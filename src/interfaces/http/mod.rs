//! HTTP REST API
//!
//! - `common`: response envelope and validated JSON extractor
//! - `modules`: one directory per resource (chargers, bookings, stats, health, metrics)
//! - `router`: route assembly with Swagger documentation

pub mod common;
pub mod modules;
pub mod router;

pub use router::create_api_router;
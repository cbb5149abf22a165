//! Prometheus metrics handler
//!
//! `GET /metrics` renders the Prometheus text format from the global
//! `metrics-exporter-prometheus` recorder.

use axum::{extract::State, http::StatusCode, response::IntoResponse};
use metrics_exporter_prometheus::PrometheusHandle;

/// Shared state for the metrics endpoint
#[derive(Clone)]
pub struct MetricsState {
    pub handle: PrometheusHandle,
}

/// `GET /metrics` — Prometheus scrape endpoint
pub async fn prometheus_metrics(State(state): State<MetricsState>) -> impl IntoResponse {
    (
        StatusCode::OK,
        [("content-type", "text/plain; version=0.0.4; charset=utf-8")],
        state.handle.render(),
    )
}
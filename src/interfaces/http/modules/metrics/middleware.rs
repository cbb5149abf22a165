//! HTTP request metrics middleware

use std::time::Instant;

use axum::{body::Body, extract::MatchedPath, http::Request, middleware::Next, response::Response};

/// Records two series for every request passing through the router:
/// `http_requests_total{method, path, status}` and
/// `http_request_duration_seconds{method, path}`.
///
/// The matched route template is used as the `path` label so distinct
/// concrete paths do not explode label cardinality.
pub async fn http_metrics_middleware(request: Request<Body>, next: Next) -> Response {
    let method = request.method().to_string();
    let path = request
        .extensions()
        .get::<MatchedPath>()
        .map(|mp| mp.as_str().to_string())
        .unwrap_or_else(|| request.uri().path().to_string());

    let start = Instant::now();
    let response = next.run(request).await;

    let status = response.status().as_u16().to_string();
    metrics::counter!(
        "http_requests_total",
        "method" => method.clone(), "path" => path.clone(), "status" => status
    )
    .increment(1);
    metrics::histogram!(
        "http_request_duration_seconds",
        "method" => method, "path" => path
    )
    .record(start.elapsed().as_secs_f64());

    response
}
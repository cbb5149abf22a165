//! API router with Swagger UI

use std::sync::Arc;
use std::time::Instant;

use axum::{
    middleware,
    routing::get,
    Router,
};
use metrics_exporter_prometheus::PrometheusHandle;
use tower_http::cors::{Any, CorsLayer};
use tower_http::trace::TraceLayer;
use utoipa::OpenApi;
use utoipa_swagger_ui::SwaggerUi;

use crate::application::{BookingService, BookingStore, ChargerDirectory, UsageReport};
use crate::application::stats::{CountBucket, SpendBucket};
use crate::config::AppConfig;
use crate::domain::Coordinates;
use crate::infrastructure::storage::KeyValueStore;
use crate::interfaces::http::common::{ApiResponse, EmptyData};

use super::modules::{bookings, chargers, health, metrics, stats};

/// OpenAPI documentation
#[derive(OpenApi)]
#[openapi(
    paths(
        health::handlers::health_check,
        chargers::handlers::list_chargers,
        bookings::handlers::create_booking,
        bookings::handlers::list_bookings,
        bookings::handlers::clear_bookings,
        stats::handlers::usage_stats,
    ),
    components(
        schemas(
            // Common
            ApiResponse<String>,
            EmptyData,
            // Chargers
            chargers::ChargerDto,
            Coordinates,
            // Bookings
            bookings::CreateBookingRequest,
            bookings::CardDetailsDto,
            bookings::BookingDto,
            // Statistics
            UsageReport,
            CountBucket,
            SpendBucket,
            // Health
            health::HealthResponse,
            health::ComponentHealth,
        )
    ),
    tags(
        (name = "Health", description = "Service health check"),
        (name = "Chargers", description = "Normalized charging-point catalog from the open-data provider"),
        (name = "Bookings", description = "Slot reservations with simulated card payment"),
        (name = "Statistics", description = "Aggregate usage metrics over the booking collection"),
    ),
    info(
        title = "PlugPoint Charging Service API",
        version = "0.1.0",
        description = "Browse EV charging points, reserve a slot with a simulated card payment, and review usage statistics",
        license(name = "MIT")
    )
)]
pub struct ApiDoc;

/// Create the API router with all routes
pub fn create_api_router(
    directory: Arc<ChargerDirectory>,
    booking_service: Arc<BookingService>,
    booking_store: Arc<BookingStore>,
    store: Arc<dyn KeyValueStore>,
    config: &AppConfig,
    prometheus_handle: PrometheusHandle,
) -> Router {
    let charger_state = chargers::ChargerAppState {
        directory,
        currency: config.pricing.currency.clone(),
    };

    let booking_state = bookings::BookingAppState {
        service: booking_service,
        store: booking_store.clone(),
        currency: config.pricing.currency.clone(),
    };

    let stats_state = stats::StatsAppState {
        store: booking_store,
        estimates: config.estimates.clone(),
    };

    let health_state = health::HealthState {
        store,
        started_at: Arc::new(Instant::now()),
    };

    let metrics_state = metrics::MetricsState {
        handle: prometheus_handle,
    };

    // CORS is permissive: any origin, method and header (no auth surface).
    let cors = CorsLayer::new()
        .allow_origin(Any)
        .allow_methods(Any)
        .allow_headers(Any);

    let api_routes = Router::new()
        .route("/chargers", get(chargers::list_chargers).with_state(charger_state))
        .route(
            "/bookings",
            get(bookings::list_bookings)
                .post(bookings::create_booking)
                .delete(bookings::clear_bookings)
                .with_state(booking_state),
        )
        .route("/stats/usage", get(stats::usage_stats).with_state(stats_state));

    Router::new()
        .merge(SwaggerUi::new("/docs").url("/api-doc/openapi.json", ApiDoc::openapi()))
        .nest("/api/v1", api_routes)
        .route("/health", get(health::health_check).with_state(health_state))
        .route(
            "/metrics",
            get(metrics::prometheus_metrics).with_state(metrics_state),
        )
        .layer(middleware::from_fn(metrics::http_metrics_middleware))
        .layer(TraceLayer::new_for_http())
        .layer(cors)
}

// ── Tests ──────────────────────────────────────────────────────
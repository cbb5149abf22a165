//! Usage statistics handler

use std::sync::Arc;

use axum::extract::State;
use axum::http::StatusCode;
use axum::Json;

use crate::application::{BookingStore, UsageReport};
use crate::config::EstimateConfig;
use crate::interfaces::http::common::ApiResponse;

/// Application state for the statistics handler.
#[derive(Clone)]
pub struct StatsAppState {
    pub store: Arc<BookingStore>,
    pub estimates: EstimateConfig,
}

#[utoipa::path(
    get,
    path = "/api/v1/stats/usage",
    tag = "Statistics",
    responses(
        (status = 200, description = "Usage report over the current booking collection", body = ApiResponse<UsageReport>),
        (status = 500, description = "Storage failure")
    )
)]
pub async fn usage_stats(
    State(state): State<StatsAppState>,
) -> Result<Json<ApiResponse<UsageReport>>, (StatusCode, Json<ApiResponse<UsageReport>>)> {
    // Recomputed from the snapshot on every call, nothing is cached.
    let bookings = state.store.list().await.map_err(|e| {
        (
            StatusCode::INTERNAL_SERVER_ERROR,
            Json(ApiResponse::error(e.to_string())),
        )
    })?;

    let report = UsageReport::from_bookings(&bookings, &state.estimates);
    Ok(Json(ApiResponse::success(report)))
}
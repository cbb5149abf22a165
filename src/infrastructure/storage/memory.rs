//! In-memory storage implementation

use async_trait::async_trait;
use dashmap::DashMap;

use super::KeyValueStore;
use crate::domain::StorageError;

/// In-memory key-value store for development and testing.
///
/// Contents do not survive a restart; the file driver is the durable one.
pub struct InMemoryStore {
    entries: DashMap<String, String>,
}

impl InMemoryStore {
    pub fn new() -> Self {
        Self {
            entries: DashMap::new(),
        }
    }
}

impl Default for InMemoryStore {
    fn default() -> Self {
        Self::new()
    }
}

#[async_trait]
impl KeyValueStore for InMemoryStore {
    async fn get(&self, key: &str) -> Result<Option<String>, StorageError> {
        Ok(self.entries.get(key).map(|e| e.value().clone()))
    }

    async fn set(&self, key: &str, value: &str) -> Result<(), StorageError> {
        self.entries.insert(key.to_string(), value.to_string());
        Ok(())
    }

    async fn remove(&self, key: &str) -> Result<(), StorageError> {
        self.entries.remove(key);
        Ok(())
    }
}

// ── Tests ──────────────────────────────────────────────────────

#[cfg(test)]
mod tests {
    use super::*;

    #[tokio::test]
    async fn get_missing_key_returns_none() {
        let store = InMemoryStore::new();
        assert_eq!(store.get("nope").await.unwrap(), None);
    }

    #[tokio::test]
    async fn set_then_get_roundtrips() {
        let store = InMemoryStore::new();
        store.set("k", "v1").await.unwrap();
        assert_eq!(store.get("k").await.unwrap().as_deref(), Some("v1"));

        // set replaces the prior value entirely
        store.set("k", "v2").await.unwrap();
        assert_eq!(store.get("k").await.unwrap().as_deref(), Some("v2"));
    }

    #[tokio::test]
    async fn remove_is_idempotent() {
        let store = InMemoryStore::new();
        store.set("k", "v").await.unwrap();
        store.remove("k").await.unwrap();
        assert_eq!(store.get("k").await.unwrap(), None);
        store.remove("k").await.unwrap();
    }
}
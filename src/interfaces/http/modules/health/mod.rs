//! Service health endpoint

pub mod handlers;

pub use handlers::{health_check, ComponentHealth, HealthResponse, HealthState};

•••

* [ABOUT THIS TASK]:
Only the number is needed: state how many lines in the listing contain "label".

* [THE ANSWER]:
2